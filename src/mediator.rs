//! The gate every endpoint invocation passes through.
//!
//! [`RequestMediator::dispatch`] attaches a fresh credential to an endpoint call and, when the
//! remote service rejects that credential, refreshes once and repeats the call once. Whether a
//! remote failure counts as a rejection is decided by an injected [`RejectionClassifier`].

// std
use std::{
	collections::BTreeSet,
	sync::atomic::{AtomicU64, Ordering},
};
// self
use crate::{
	_prelude::*,
	auth::Credential,
	error::ApiError,
	obs::{self, FlowKind, FlowOutcome, FlowSpan, FlowStage},
	token::TokenManager,
};

/// Decides whether a remote failure means the attached credential was rejected.
pub trait RejectionClassifier
where
	Self: Send + Sync,
{
	/// Returns `true` when `error` reports an invalid or expired access token.
	fn is_rejection(&self, error: &ApiError) -> bool;
}
impl<F> RejectionClassifier for F
where
	F: Send + Sync + Fn(&ApiError) -> bool,
{
	fn is_rejection(&self, error: &ApiError) -> bool {
		self(error)
	}
}

/// Classifier matching a fixed set of `errcode` values.
#[derive(Clone, Debug, PartialEq, Eq)]
pub struct ErrcodeClassifier {
	codes: BTreeSet<i64>,
}
impl ErrcodeClassifier {
	/// `errcode` values the platform uses for rejected access tokens: `40001` (invalid
	/// credential), `40014` (invalid access token), and `42001` (access token expired).
	pub const DEFAULT_CODES: [i64; 3] = [40001, 40014, 42001];

	/// Builds a classifier for the provided codes.
	pub fn with_codes(codes: impl IntoIterator<Item = i64>) -> Self {
		Self { codes: codes.into_iter().collect() }
	}

	/// Codes treated as rejections.
	pub fn codes(&self) -> impl Iterator<Item = i64> + '_ {
		self.codes.iter().copied()
	}
}
impl Default for ErrcodeClassifier {
	fn default() -> Self {
		Self::with_codes(Self::DEFAULT_CODES)
	}
}
impl RejectionClassifier for ErrcodeClassifier {
	fn is_rejection(&self, error: &ApiError) -> bool {
		self.codes.contains(&error.code)
	}
}

/// Thread-safe counters for dispatched calls.
#[derive(Debug, Default)]
pub struct DispatchMetrics {
	calls: AtomicU64,
	retries: AtomicU64,
	rejections: AtomicU64,
}
impl DispatchMetrics {
	/// Returns the number of `dispatch` invocations.
	pub fn calls(&self) -> u64 {
		self.calls.load(Ordering::Relaxed)
	}

	/// Returns how many endpoint calls were repeated after a rejection.
	pub fn retries(&self) -> u64 {
		self.retries.load(Ordering::Relaxed)
	}

	/// Returns how many dispatches ended with [`Error::CredentialRejected`].
	pub fn rejections(&self) -> u64 {
		self.rejections.load(Ordering::Relaxed)
	}

	fn record_call(&self) {
		self.calls.fetch_add(1, Ordering::Relaxed);
	}

	fn record_retry(&self) {
		self.retries.fetch_add(1, Ordering::Relaxed);
	}

	fn record_rejection(&self) {
		self.rejections.fetch_add(1, Ordering::Relaxed);
	}
}

/// Runs endpoint calls with a fresh credential and a single refresh-and-retry on rejection.
#[derive(Clone)]
pub struct RequestMediator {
	tokens: TokenManager,
	classifier: Arc<dyn RejectionClassifier>,
	metrics: Arc<DispatchMetrics>,
}
impl RequestMediator {
	/// Creates a mediator using the default [`ErrcodeClassifier`].
	pub fn new(tokens: TokenManager) -> Self {
		Self {
			tokens,
			classifier: Arc::new(ErrcodeClassifier::default()),
			metrics: Default::default(),
		}
	}

	/// Replaces the rejection classifier.
	pub fn with_classifier(mut self, classifier: Arc<dyn RejectionClassifier>) -> Self {
		self.classifier = classifier;

		self
	}

	/// Token manager backing this mediator.
	pub fn tokens(&self) -> &TokenManager {
		&self.tokens
	}

	/// Dispatch counters.
	pub fn metrics(&self) -> &DispatchMetrics {
		&self.metrics
	}

	/// Invokes `endpoint` with a fresh credential.
	///
	/// If the credential cannot be obtained, the error is returned and `endpoint` is never
	/// called. If `endpoint` fails with a rejection, the credential is refreshed and `endpoint`
	/// is called exactly once more; a second rejection yields [`Error::CredentialRejected`].
	/// Every other outcome is returned unchanged.
	pub async fn dispatch<F, Fut, T>(&self, mut endpoint: F) -> Result<T>
	where
		F: FnMut(Credential) -> Fut,
		Fut: Future<Output = Result<T>>,
	{
		const KIND: FlowKind = FlowKind::Dispatch;

		let span = FlowSpan::new(FlowStage::Dispatch, self.tokens.scope());

		self.metrics.record_call();
		obs::record_flow_outcome(KIND, FlowOutcome::Attempt);

		let result = span
			.instrument(async {
				let credential = self.tokens.ensure_fresh().await?;
				let rejected = match endpoint(credential.clone()).await {
					Err(Error::Api(err)) if self.classifier.is_rejection(&err) => err,
					other => return other,
				};

				#[cfg(feature = "tracing")]
				tracing::debug!(code = rejected.code, "credential rejected; refreshing once");
				obs::record_dispatch_retry(rejected.code);

				let refreshed = self.tokens.refresh_rejected(&credential).await?;

				self.metrics.record_retry();

				match endpoint(refreshed).await {
					Err(Error::Api(err)) if self.classifier.is_rejection(&err) => {
						self.metrics.record_rejection();

						Err(Error::CredentialRejected { code: err.code, message: err.message })
					},
					other => other,
				}
			})
			.await;

		obs::record_flow_result(KIND, &result);

		result
	}
}
impl Debug for RequestMediator {
	fn fmt(&self, f: &mut Formatter) -> FmtResult {
		f.debug_struct("RequestMediator")
			.field("tokens", &self.tokens)
			.field("metrics", &self.metrics)
			.finish_non_exhaustive()
	}
}

#[cfg(test)]
mod tests {
	// std
	use std::sync::atomic::AtomicUsize;
	// crates.io
	use tokio::runtime::Runtime;
	// self
	use super::*;
	use crate::{
		auth::{CorpId, CredentialScope, TokenSecret},
		error::TransportError,
		store::MemoryStore,
		supplier::{CredentialSupplier, IssuedToken, SupplyFuture},
	};

	#[derive(Default)]
	struct CountingSupplier(AtomicUsize);
	impl CredentialSupplier for CountingSupplier {
		fn mint(&self) -> SupplyFuture<'_> {
			let n = self.0.fetch_add(1, Ordering::SeqCst) + 1;

			Box::pin(async move { Ok(IssuedToken::new(format!("T{n}"), Duration::hours(2))) })
		}
	}

	// Grants a zero lifetime on its first call, two hours afterwards.
	#[derive(Default)]
	struct ExpiredFirstSupplier(AtomicUsize);
	impl CredentialSupplier for ExpiredFirstSupplier {
		fn mint(&self) -> SupplyFuture<'_> {
			let n = self.0.fetch_add(1, Ordering::SeqCst);
			let ttl = if n == 0 { Duration::ZERO } else { Duration::hours(2) };

			Box::pin(async move { Ok(IssuedToken::new(format!("T{n}"), ttl)) })
		}
	}

	fn scope() -> CredentialScope {
		CredentialScope::new(
			CorpId::new("ww-mediator-unit").expect("Corp fixture should be valid."),
			&TokenSecret::new("corp-secret"),
		)
	}

	fn mediator() -> (RequestMediator, Arc<CountingSupplier>) {
		let supplier = Arc::new(CountingSupplier::default());
		let tokens = TokenManager::new(scope(), supplier.clone(), Arc::new(MemoryStore::default()));

		(RequestMediator::new(tokens), supplier)
	}

	#[test]
	fn default_classifier_covers_token_codes() {
		let classifier = ErrcodeClassifier::default();

		assert!(classifier.is_rejection(&ApiError::new(40014, "invalid access_token")));
		assert!(classifier.is_rejection(&ApiError::new(42001, "access_token expired")));
		assert!(classifier.is_rejection(&ApiError::new(40001, "invalid credential")));
		assert!(!classifier.is_rejection(&ApiError::new(60011, "no privilege")));
	}

	#[test]
	fn rejection_refreshes_and_retries_once() {
		let rt = Runtime::new().expect("Failed to build Tokio runtime for mediator test.");
		let (mediator, supplier) = mediator();
		let mut seen = Vec::new();
		let value = rt
			.block_on(mediator.dispatch(|credential| {
				seen.push(credential.token.expose().to_owned());

				let token = credential.token.expose().to_owned();

				async move {
					if token == "T1" { Err(Error::Api(ApiError::new(42001, "expired"))) } else { Ok(token) }
				}
			}))
			.expect("Retry with the refreshed credential should succeed.");

		assert_eq!(value, "T2");
		assert_eq!(seen, ["T1", "T2"]);
		assert_eq!(supplier.0.load(Ordering::SeqCst), 2);
		assert_eq!(mediator.metrics().retries(), 1);
		assert_eq!(mediator.tokens().metrics().forced(), 1);
	}

	#[test]
	fn second_rejection_is_fatal() {
		let rt = Runtime::new().expect("Failed to build Tokio runtime for mediator test.");
		let (mediator, supplier) = mediator();
		let mut attempts = 0;
		let err = rt
			.block_on(mediator.dispatch(|_| {
				attempts += 1;

				async { Err::<(), _>(Error::Api(ApiError::new(40014, "invalid access_token"))) }
			}))
			.expect_err("Repeated rejection should fail.");

		assert!(matches!(err, Error::CredentialRejected { code: 40014, .. }));
		assert_eq!(attempts, 2);
		assert_eq!(supplier.0.load(Ordering::SeqCst), 2);
		assert_eq!(mediator.metrics().rejections(), 1);
	}

	#[test]
	fn other_failures_pass_through_without_refresh() {
		let rt = Runtime::new().expect("Failed to build Tokio runtime for mediator test.");
		let (mediator, supplier) = mediator();
		let api = rt
			.block_on(mediator.dispatch(|_| async {
				Err::<(), _>(Error::Api(ApiError::new(60111, "userid not found")))
			}))
			.expect_err("Endpoint error should surface.");
		let transport = rt
			.block_on(mediator.dispatch(|_| async {
				Err::<(), _>(Error::Transport(TransportError::Other { message: "connection reset".into() }))
			}))
			.expect_err("Transport error should surface.");

		assert_eq!(api.api_error(), Some(&ApiError::new(60111, "userid not found")));
		assert!(matches!(transport, Error::Transport(_)));
		assert_eq!(supplier.0.load(Ordering::SeqCst), 1);
		assert_eq!(mediator.metrics().retries(), 0);
	}

	#[test]
	fn endpoints_never_see_an_expired_credential() {
		let rt = Runtime::new().expect("Failed to build Tokio runtime for mediator test.");
		let supplier = Arc::new(ExpiredFirstSupplier::default());
		let tokens = TokenManager::new(scope(), supplier.clone(), Arc::new(MemoryStore::default()));
		let mediator = RequestMediator::new(tokens);
		let (token, valid) = rt
			.block_on(mediator.dispatch(|credential| async move {
				let valid = credential.is_valid_at(OffsetDateTime::now_utc());

				Ok::<_, Error>((credential.token.expose().to_owned(), valid))
			}))
			.expect("Dispatch should succeed once a usable grant arrives.");

		assert_eq!(token, "T1");
		assert!(valid);
		assert_eq!(supplier.0.load(Ordering::SeqCst), 2);
		assert_eq!(mediator.metrics().retries(), 0);
	}

	#[test]
	fn closures_can_classify_rejections() {
		let rt = Runtime::new().expect("Failed to build Tokio runtime for mediator test.");
		let (mediator, supplier) = mediator();
		let mediator = mediator.with_classifier(Arc::new(|err: &ApiError| err.code == 40082));
		let mut attempts = 0;
		let result = rt.block_on(mediator.dispatch(|_| {
			attempts += 1;

			let attempt = attempts;

			async move {
				if attempt == 1 { Err(Error::Api(ApiError::new(40082, "custom"))) } else { Ok(attempt) }
			}
		}));

		assert_eq!(result.expect("Custom rejection should be retried."), 2);
		assert_eq!(supplier.0.load(Ordering::SeqCst), 2);
	}
}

Task details: Filter the entries above and copy only the lines that hold "Send".

Written answer:
	Self: Send + Sync,
	F: Send + Sync + Fn(&ApiError) -> bool,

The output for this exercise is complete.